蕭騷:稀疏。蕭騷一作「蕭疏」。襟袖冷:形容衣衫單薄。
滄浪:青蒼色的水。滄浪一作「滄溟」。
挹:舀。挹一作「吸」。西江:長江連通洞庭湖,中上游在洞庭以西,故稱西江。
北斗:星座名。由七顆星排成像舀酒的斗的形狀。
萬象:萬物。
扣:敲擊。扣一作「叩」。嘯:撮口作聲。嘯一作「笑」。
不知句,讚嘆夜色美好,使人沉醉,竟忘掉一切(包括時間)。
賞析
這首詞上片先寫洞庭湖月下的景色,突出寫它的澄澈。「洞庭青草,近中秋、更無一點風色。」青草是和洞庭相連的另一個湖。這幾句表現秋高氣爽、玉宇澄清的景色,是縱目洞庭總的印象。「風色」二字很容易忽略過去,其實是很值得玩味的。風有方向之別、強弱之分,難道還有顏色的不同嗎?也許可以說沒有。但是敏感的詩人從風雲變幻之中是可以感覺到風色的。李白《廬山謠》:「登高壯觀天地間,大江茫茫去不還。黃雲萬里動風色,白波九道流雪山。」那萬里黃雲使風都為之變色了。張孝祥在這裡說「更無一點風色」,表現洞庭湖上萬里無雲,水波不興,讀之冷然、洒然,令人嚮往不已。[3]
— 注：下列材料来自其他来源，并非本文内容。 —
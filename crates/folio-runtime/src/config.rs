#![forbid(unsafe_code)]

//! Tunables for the active-section engine.
//!
//! Every timing and offset the engine uses lives in [`SpyConfig`], so hosts can
//! retune without code changes. With the `config` feature the struct loads from
//! TOML or JSON; missing keys fall back to the defaults.
//!
//! ```toml
//! # folio.toml
//! header_offset_px = 150.0
//! hover_grace_ms = 100
//! quiet_period_ms = 1000
//!
//! [band]
//! top = 0.2
//! bottom = 0.6
//! ```
//!
//! ```rust,ignore
//! let config = SpyConfig::from_toml_file("folio.toml")?;
//! ```

use core::time::Duration;
#[cfg(feature = "config")]
use std::path::Path;

#[cfg(feature = "config")]
use serde::{Deserialize, Serialize};

use folio_core::{BandInsets, DEFAULT_DOCUMENT_ORDER, SectionId};

/// Engine configuration. `Default` is the site's shipped behavior.
#[derive(Debug, Clone, PartialEq)]
#[cfg_attr(feature = "config", derive(Serialize, Deserialize))]
#[cfg_attr(feature = "config", serde(default))]
pub struct SpyConfig {
    /// Added to the scroll offset before picking the section under the header.
    pub header_offset_px: f64,
    /// Subtracted from a section's top when navigating, to clear the sticky
    /// header.
    pub nav_scroll_offset_px: f64,
    /// Observation band, as fractions of the viewport height.
    pub band: BandInsets,
    /// Delay between pointer leave and clearing hover intent.
    pub hover_grace_ms: u64,
    /// Quiet period that closes a suppression window after the last motion.
    pub quiet_period_ms: u64,
    /// Delay between a navigation request and focusing the target.
    pub focus_delay_ms: u64,
    /// Entries kept in the arbiter's dispatch log.
    pub log_capacity: usize,
    /// Section ids, top to bottom.
    pub document_order: Vec<String>,
}

impl Default for SpyConfig {
    fn default() -> Self {
        Self {
            header_offset_px: 150.0,
            nav_scroll_offset_px: 100.0,
            band: BandInsets::default(),
            hover_grace_ms: 100,
            quiet_period_ms: 1000,
            focus_delay_ms: 300,
            log_capacity: 64,
            document_order: DEFAULT_DOCUMENT_ORDER.iter().map(|s| s.to_string()).collect(),
        }
    }
}

impl SpyConfig {
    #[must_use]
    pub fn hover_grace(&self) -> Duration {
        Duration::from_millis(self.hover_grace_ms)
    }

    #[must_use]
    pub fn quiet_period(&self) -> Duration {
        Duration::from_millis(self.quiet_period_ms)
    }

    #[must_use]
    pub fn focus_delay(&self) -> Duration {
        Duration::from_millis(self.focus_delay_ms)
    }

    /// Declared document order as ids.
    #[must_use]
    pub fn section_order(&self) -> Vec<SectionId> {
        self.document_order.iter().map(SectionId::new).collect()
    }

    /// Check every parameter. An empty list means the config is valid.
    #[must_use]
    pub fn validate(&self) -> Vec<String> {
        let mut errors = Vec::new();

        if !self.header_offset_px.is_finite() {
            errors.push(format!(
                "header_offset_px must be finite, got {}",
                self.header_offset_px
            ));
        }
        if !self.nav_scroll_offset_px.is_finite() {
            errors.push(format!(
                "nav_scroll_offset_px must be finite, got {}",
                self.nav_scroll_offset_px
            ));
        }
        if !self.band.is_valid() {
            errors.push(format!(
                "band insets must be in [0, 1) and sum below 1, got top={} bottom={}",
                self.band.top, self.band.bottom
            ));
        }
        if self.hover_grace_ms == 0 {
            errors.push("hover_grace_ms must be > 0".into());
        }
        if self.quiet_period_ms == 0 {
            errors.push("quiet_period_ms must be > 0".into());
        }
        if self.log_capacity == 0 {
            errors.push("log_capacity must be > 0".into());
        }
        for (idx, id) in self.document_order.iter().enumerate() {
            if !SectionId::new(id).is_well_formed() {
                errors.push(format!("document_order[{idx}] is not a valid section id: {id:?}"));
            }
            if self.document_order[..idx].contains(id) {
                errors.push(format!("document_order[{idx}] duplicates {id:?}"));
            }
        }

        errors
    }

    /// Return `self` if valid, otherwise every violation.
    pub fn validated(self) -> Result<Self, ConfigError> {
        let errors = self.validate();
        if errors.is_empty() {
            Ok(self)
        } else {
            Err(ConfigError::Validation(errors))
        }
    }

    /// Load from a TOML string.
    #[cfg(feature = "config")]
    pub fn from_toml_str(s: &str) -> Result<Self, ConfigError> {
        let config: Self = toml::from_str(s)?;
        config.validated()
    }

    /// Load from a TOML file on disk.
    #[cfg(feature = "config")]
    pub fn from_toml_file(path: impl AsRef<Path>) -> Result<Self, ConfigError> {
        let content = std::fs::read_to_string(path.as_ref())?;
        Self::from_toml_str(&content)
    }

    /// Load from a JSON string.
    #[cfg(feature = "config")]
    pub fn from_json_str(s: &str) -> Result<Self, ConfigError> {
        let config: Self = serde_json::from_str(s)?;
        config.validated()
    }

    /// Load from a JSON file on disk.
    #[cfg(feature = "config")]
    pub fn from_json_file(path: impl AsRef<Path>) -> Result<Self, ConfigError> {
        let content = std::fs::read_to_string(path.as_ref())?;
        Self::from_json_str(&content)
    }

    /// Serialize to a TOML string.
    #[cfg(feature = "config")]
    pub fn to_toml_string(&self) -> Result<String, ConfigError> {
        Ok(toml::to_string_pretty(self)?)
    }
}

/// Errors from loading a [`SpyConfig`].
#[derive(Debug, thiserror::Error)]
pub enum ConfigError {
    #[error("failed to read config: {0}")]
    Io(#[from] std::io::Error),
    #[cfg(feature = "config")]
    #[error("invalid TOML config: {0}")]
    Toml(#[from] toml::de::Error),
    #[cfg(feature = "config")]
    #[error("failed to write TOML config: {0}")]
    TomlWrite(#[from] toml::ser::Error),
    #[cfg(feature = "config")]
    #[error("invalid JSON config: {0}")]
    Json(#[from] serde_json::Error),
    #[error("config validation failed: {}", .0.join("; "))]
    Validation(Vec<String>),
}

#[cfg(test)]
mod tests {
    use super::*;

    #[test]
    fn defaults_are_valid() {
        let config = SpyConfig::default();
        assert!(config.validate().is_empty(), "{:?}", config.validate());
        assert_eq!(config.hover_grace(), Duration::from_millis(100));
        assert_eq!(config.quiet_period(), Duration::from_millis(1000));
        assert_eq!(config.focus_delay(), Duration::from_millis(300));
        assert_eq!(
            config.section_order(),
            ["home", "profile", "experience", "contact"].map(SectionId::from)
        );
    }

    #[test]
    fn validation_collects_every_violation() {
        let config = SpyConfig {
            header_offset_px: f64::NAN,
            band: BandInsets::new(0.7, 0.5),
            hover_grace_ms: 0,
            quiet_period_ms: 0,
            log_capacity: 0,
            document_order: vec!["home".into(), "home".into(), "bad id".into()],
            ..SpyConfig::default()
        };
        let errors = config.validate();
        assert_eq!(errors.len(), 7, "{errors:?}");
    }

    #[test]
    fn validated_reports_errors() {
        let config = SpyConfig {
            quiet_period_ms: 0,
            ..SpyConfig::default()
        };
        match config.validated() {
            Err(ConfigError::Validation(errors)) => {
                assert_eq!(errors, vec!["quiet_period_ms must be > 0".to_string()]);
            }
            other => panic!("expected validation error, got {other:?}"),
        }
    }

    #[test]
    fn validation_error_display_joins_messages() {
        let err = ConfigError::Validation(vec!["a".into(), "b".into()]);
        assert_eq!(err.to_string(), "config validation failed: a; b");
    }
}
「玉鑒瓊田三萬頃,著我扁(piān)舟一葉。」玉鑒就是玉鏡。瓊是美玉,瓊田就是玉田。「玉鑒瓊田」,形容湖水的明淨光潔。「三萬頃」,說明湖面的廣闊。著,猶着,或釋為附着。船行湖上,是飄浮着、流動着,怎麼可以說附着呢?著者,安也,置也,容也。陳與義《和王東卿》:「何時著我扁舟尾,滿袖西風信所之。」陸游《題齋壁》:「稽山千載翠依然,著我山前一釣船。」都是這個意思。張孝祥說:「玉鑒瓊田三萬頃,著我扁舟一葉。」在三萬頃的湖面上,安置我的一葉扁舟,頗有自然造化全都供我所用的意味,有力地襯托出詩人的豪邁氣概。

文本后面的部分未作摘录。